Becker remains a curious mix of a company at once entrepreneurial and old-fashioned. Within its conservative investment philosophy, it encourages staff to take risks that produce big returns for the company. But character also counts; bonuses are a mix of performance and “nebulous” things like teamwork and amiability around the office.

The family atmosphere extends from the literal to the figurative. While Pat Sr. still clocks in at 6:15 every morning and advises, Pat Jr. helps lead the company (Janeen McAninch is the CEO), his brother, John, runs the IT department and brother-in-law Blake Howells manages portfolios. The rest of the staff has been loyal to a person: Becker hasn’t lost an investment staff member since it started in 1976, though they have had some support staff turnover.)

It could be the old-school benefits that keep them close: The company shares profits up to 20% of an employee’s earnings in good years, and 15 of the 28 staff members own shares in the company. It also pays for things such as a dental  plan for dependents, and parking passes.

But Pat Jr. argues there’s a unique temperament he searches out in new hires, which matches Becker’s approach to the market. “The wiring is so important,” he says. In a recent talk put on by Becker in Portland, renowned Wall Street strategist Jason Trennert named the ethos succinctly, saying, “When I think of Becker, I think of the F-word: fiduciary.”

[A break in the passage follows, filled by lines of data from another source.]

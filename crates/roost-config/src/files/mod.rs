//! File selection for publishing.
//!
//! With an explicit `files` list in the config, every glob is expanded
//! relative to the project root and must match something. Without one,
//! the whole project tree is walked and filtered through the ignore
//! rules. Matched files are read back base64-encoded as upload pieces.

use std::path::{Path, PathBuf};

use base64::engine::general_purpose::STANDARD;
use base64::Engine as _;
use indexmap::IndexMap;
use walkdir::WalkDir;

use roost_core::error::{RoostError, RoostResult};

use crate::ignore::Ignore;
use crate::Config;

/// A file selected for publishing
#[derive(Debug, Clone, PartialEq, Eq)]
pub struct MatchedFile {
    /// Absolute location on disk
    pub full_path: PathBuf,
    /// Project-relative path with a leading slash and forward separators,
    /// as the registry stores it
    pub path: String,
}

/// Select the files to publish from `root`
pub fn match_files(config: &Config, ignore: &Ignore, root: &Path) -> RoostResult<Vec<MatchedFile>> {
    let mut matched = Vec::new();

    if let Some(files) = &config.files {
        let mut patterns: Vec<String> = Vec::with_capacity(files.len() + 1);
        if let Some(entry) = &config.entry {
            patterns.push(entry.clone());
        }
        patterns.extend(files.iter().cloned());

        for pattern in &patterns {
            let full_pattern = root.join(pattern).to_string_lossy().into_owned();
            let paths: Vec<PathBuf> = glob::glob(&full_pattern)
                .map_err(|e| RoostError::FileMatching {
                    pattern: pattern.clone(),
                    reason: format!("is invalid: {e}"),
                })?
                .filter_map(Result::ok)
                .filter(|path| path.is_file())
                .collect();

            if paths.is_empty() {
                return Err(RoostError::FileMatching {
                    pattern: pattern.clone(),
                    reason: "did not match any file; there may be a typo in the path".to_string(),
                });
            }
            for full_path in paths {
                matched.push(to_matched(root, full_path));
            }
        }
    } else {
        for entry in WalkDir::new(root).into_iter().filter_map(Result::ok) {
            if !entry.file_type().is_file() {
                continue;
            }
            matched.push(to_matched(root, entry.into_path()));
        }
    }

    let entry_path = config.entry.as_deref().map(normalize_entry);
    matched.retain(|file| {
        // the entry file is always published, ignore rules notwithstanding
        if Some(&file.path) == entry_path.as_ref() {
            return true;
        }
        !ignore.is_ignored(file.path.trim_start_matches('/'))
    });
    matched.dedup();

    Ok(matched)
}

/// Check that the entry file survived matching; publishing without the
/// entry would produce a module nobody can import.
pub fn check_entry(config: &Config, matched: &[MatchedFile]) -> RoostResult<String> {
    let entry = normalize_entry(config.entry.as_deref().unwrap_or("mod.ts"));
    if matched.iter().any(|file| file.path == entry) {
        Ok(entry)
    } else {
        Err(RoostError::ConfigValidation {
            field: "entry".to_string(),
            reason: format!("{entry} was not found among the files to publish"),
        })
    }
}

/// Read every matched file, base64-encoded, keyed by registry path
pub fn read_pieces(matched: &[MatchedFile]) -> RoostResult<IndexMap<String, String>> {
    let mut pieces = IndexMap::with_capacity(matched.len());
    for file in matched {
        let bytes = std::fs::read(&file.full_path)
            .map_err(|e| RoostError::io(format!("failed to read {}", file.full_path.display()), e))?;
        pieces.insert(file.path.clone(), STANDARD.encode(bytes));
    }
    Ok(pieces)
}

/// Entry spellings like `./mod.ts` and `mod.ts` all map to `/mod.ts`
fn normalize_entry(entry: &str) -> String {
    let trimmed = entry.trim_start_matches('.').trim_start_matches('/');
    format!("/{trimmed}")
}

fn to_matched(root: &Path, full_path: PathBuf) -> MatchedFile {
    let relative = full_path
        .strip_prefix(root)
        .unwrap_or(&full_path)
        .to_string_lossy()
        .replace('\\', "/");
    MatchedFile {
        path: format!("/{relative}"),
        full_path,
    }
}

#[cfg(test)]
mod tests {
    use super::*;
    use crate::ignore::parse_ignore;

    fn project() -> tempfile::TempDir {
        let dir = tempfile::tempdir().unwrap();
        std::fs::create_dir(dir.path().join("src")).unwrap();
        std::fs::write(dir.path().join("mod.ts"), "export {};\n").unwrap();
        std::fs::write(dir.path().join("src/util.ts"), "export const u = 1;\n").unwrap();
        std::fs::write(dir.path().join("notes.txt"), "scratch\n").unwrap();
        dir
    }

    #[test]
    fn test_explicit_globs_are_expanded() {
        let dir = project();
        let config = Config {
            entry: Some("mod.ts".to_string()),
            files: Some(vec!["src/**/*.ts".to_string()]),
            ..Default::default()
        };

        let matched = match_files(&config, &Ignore::default(), dir.path()).unwrap();
        let paths: Vec<&str> = matched.iter().map(|f| f.path.as_str()).collect();
        assert_eq!(paths, vec!["/mod.ts", "/src/util.ts"]);
    }

    #[test]
    fn test_unmatched_glob_is_an_error() {
        let dir = project();
        let config = Config {
            files: Some(vec!["missing/**/*.ts".to_string()]),
            ..Default::default()
        };

        let result = match_files(&config, &Ignore::default(), dir.path());
        assert!(matches!(result, Err(RoostError::FileMatching { .. })));
    }

    #[test]
    fn test_walk_applies_ignore_rules() {
        let dir = project();
        let config = Config {
            entry: Some("mod.ts".to_string()),
            ..Default::default()
        };
        let ignore = parse_ignore("*.txt\n", "test");

        let matched = match_files(&config, &ignore, dir.path()).unwrap();
        let mut paths: Vec<&str> = matched.iter().map(|f| f.path.as_str()).collect();
        paths.sort();
        assert_eq!(paths, vec!["/mod.ts", "/src/util.ts"]);
    }

    #[test]
    fn test_entry_survives_its_own_ignore_rule() {
        let dir = project();
        let config = Config {
            entry: Some("mod.ts".to_string()),
            ..Default::default()
        };
        let ignore = parse_ignore("*.ts\n", "test");

        let matched = match_files(&config, &ignore, dir.path()).unwrap();
        let mut paths: Vec<&str> = matched.iter().map(|f| f.path.as_str()).collect();
        paths.sort();
        assert_eq!(paths, vec!["/mod.ts", "/notes.txt"]);
    }

    #[test]
    fn test_check_entry() {
        let dir = project();
        let config = Config {
            entry: Some("./mod.ts".to_string()),
            ..Default::default()
        };
        let matched = match_files(&config, &Ignore::default(), dir.path()).unwrap();
        assert_eq!(check_entry(&config, &matched).unwrap(), "/mod.ts");

        let missing = Config {
            entry: Some("main.ts".to_string()),
            ..Default::default()
        };
        assert!(check_entry(&missing, &matched).is_err());
    }

    #[test]
    fn test_read_pieces_encodes_contents() {
        let dir = project();
        let config = Config {
            entry: Some("mod.ts".to_string()),
            files: Some(vec![]),
            ..Default::default()
        };
        let matched = match_files(&config, &Ignore::default(), dir.path()).unwrap();
        let pieces = read_pieces(&matched).unwrap();

        assert_eq!(
            pieces.get("/mod.ts").map(String::as_str),
            Some(STANDARD.encode("export {};\n").as_str())
        );
    }
}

The corporate world is now bending the elder Becker’s way, says Pat Jr. He sees boards behaving ethically and making fiscally sound moves in paying dividends and buying back stock. Still, there’s more to be done to restrain Wall Street from blowing more bubbles and to insulate against risks like flash crashes driven by computer-managed trading. He acknowledges that after this decade, the Occupy Portland protesters that camped out just a block from his office late last year had legitimate grievances.

“They’re right about a lot of stuff,” he says.

Rare honesty from a wealth manager, but then Becker is a rare breed.